Talk about nightmares that won’t end. In late April, $3.5 billion software firm CA — ostensibly in the midst of a postscandal turnaround — shocked investors with the news it would miss GAAP EPS estimates by at least 75 percent. CA’s original turnaround artist and former CFO Jeff Clarke left for a new job, while CFO Bob Davis and other executives were ousted. By late May, CA was delaying its annual report and planning to restate the previous quarter. A month later, more accounting irregularities had emerged, leading CA to miss its extended 10-K filing deadline and contemplate restating results as far back as 1997.
A key issue in CA’s most recent travail appears to be a new sales-commission plan gone awry. The goal was to motivate salespeople to get new business instead of just maintaining old accounts. The result, however, was that the firm ended up paying out higher-than-expected rewards on lower-than-expected revenues and billings. “The only conclusion is that they must have had a poorly designed commissions program,” says Walter Pritchard, a research analyst with Cowen and Co.
The problem of paying higher commissions for lower sales can arise for a number of reasons, says Raoul Choos, sales compensation practice leader for Pearl Meyer & Partners. Timing is one issue: if a company defers revenue over the life of a contract — as CA does — but pays a large percentage of commission upfront, there may be a gap between sales revenues and costs. Using accelerators, or higher incentives for selling particular products or for going over quota, can also lead to margin erosion. Rewarding multiple people for the same sale — as CA did in trying to integrate acquired companies — can also lead to disproportionately high payouts.
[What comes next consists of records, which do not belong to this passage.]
//! USB identifier type definitions
//!
//! This module defines the vendor/product identifier pair reported by every
//! USB device and the name-resolved form produced by a database lookup.

use crate::error::IdError;
use serde::{Deserialize, Serialize};
use std::fmt;
use std::str::FromStr;

/// Vendor/product identifier pair
///
/// Ordered by vendor first, then product, so sorted collections of ids group
/// devices of the same vendor together (the order of the `usb.ids` file).
#[derive(Debug, Clone, Copy, PartialEq, Eq, PartialOrd, Ord, Hash, Serialize, Deserialize)]
pub struct UsbId {
    /// USB Vendor ID
    pub vendor_id: u16,
    /// USB Product ID
    pub product_id: u16,
}

impl UsbId {
    pub const fn new(vendor_id: u16, product_id: u16) -> Self {
        Self {
            vendor_id,
            product_id,
        }
    }
}

impl fmt::Display for UsbId {
    fn fmt(&self, f: &mut fmt::Formatter<'_>) -> fmt::Result {
        write!(f, "{:04x}:{:04x}", self.vendor_id, self.product_id)
    }
}

impl FromStr for UsbId {
    type Err = IdError;

    fn from_str(s: &str) -> Result<Self, Self::Err> {
        let (vid, pid) = s
            .trim()
            .split_once(':')
            .ok_or_else(|| IdError::InvalidPair(s.to_string()))?;

        if pid.contains(':') {
            return Err(IdError::InvalidPair(s.to_string()));
        }

        Ok(Self::new(parse_hex_id(vid)?, parse_hex_id(pid)?))
    }
}

/// Parse a single 1-4 digit hex identifier, with or without a `0x` prefix
pub fn parse_hex_id(s: &str) -> Result<u16, IdError> {
    let hex = s
        .strip_prefix("0x")
        .or_else(|| s.strip_prefix("0X"))
        .unwrap_or(s);

    if hex.is_empty() {
        return Err(IdError::Empty);
    }
    if hex.len() > 4 {
        return Err(IdError::TooLong(s.to_string()));
    }
    if !hex.bytes().all(|b| b.is_ascii_hexdigit()) {
        return Err(IdError::InvalidHex(s.to_string()));
    }

    u16::from_str_radix(hex, 16).map_err(|_| IdError::InvalidHex(s.to_string()))
}

/// A device id together with the names found for it in the database
#[derive(Debug, Clone, PartialEq, Eq, Serialize, Deserialize)]
pub struct ResolvedDevice {
    pub id: UsbId,
    /// Vendor name, if the vendor is listed
    pub vendor: Option<String>,
    /// Product name, if the product is listed under its vendor
    pub product: Option<String>,
}

impl ResolvedDevice {
    /// An entry with no names attached
    pub fn unresolved(id: UsbId) -> Self {
        Self {
            id,
            vendor: None,
            product: None,
        }
    }

    pub fn display_vendor(&self) -> &str {
        self.vendor.as_deref().unwrap_or("Unknown vendor")
    }

    pub fn display_product(&self) -> &str {
        self.product.as_deref().unwrap_or("Unknown product")
    }

    /// Both names are known; nothing more to look up
    pub fn is_complete(&self) -> bool {
        self.vendor.is_some() && self.product.is_some()
    }
}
CA is now paring down its sales force and relying more heavily on resellers, according to a June announcement. But analysts doubt the firm will get back on track until it improves more fundamental issues. “The biggest problem is that it’s been unable to achieve the amount of sales it forecast,” says Bert Hochfeld, an analyst with Hochfeld Independent Research Group. “It needs best-of-breed products, and it doesn’t have them now.”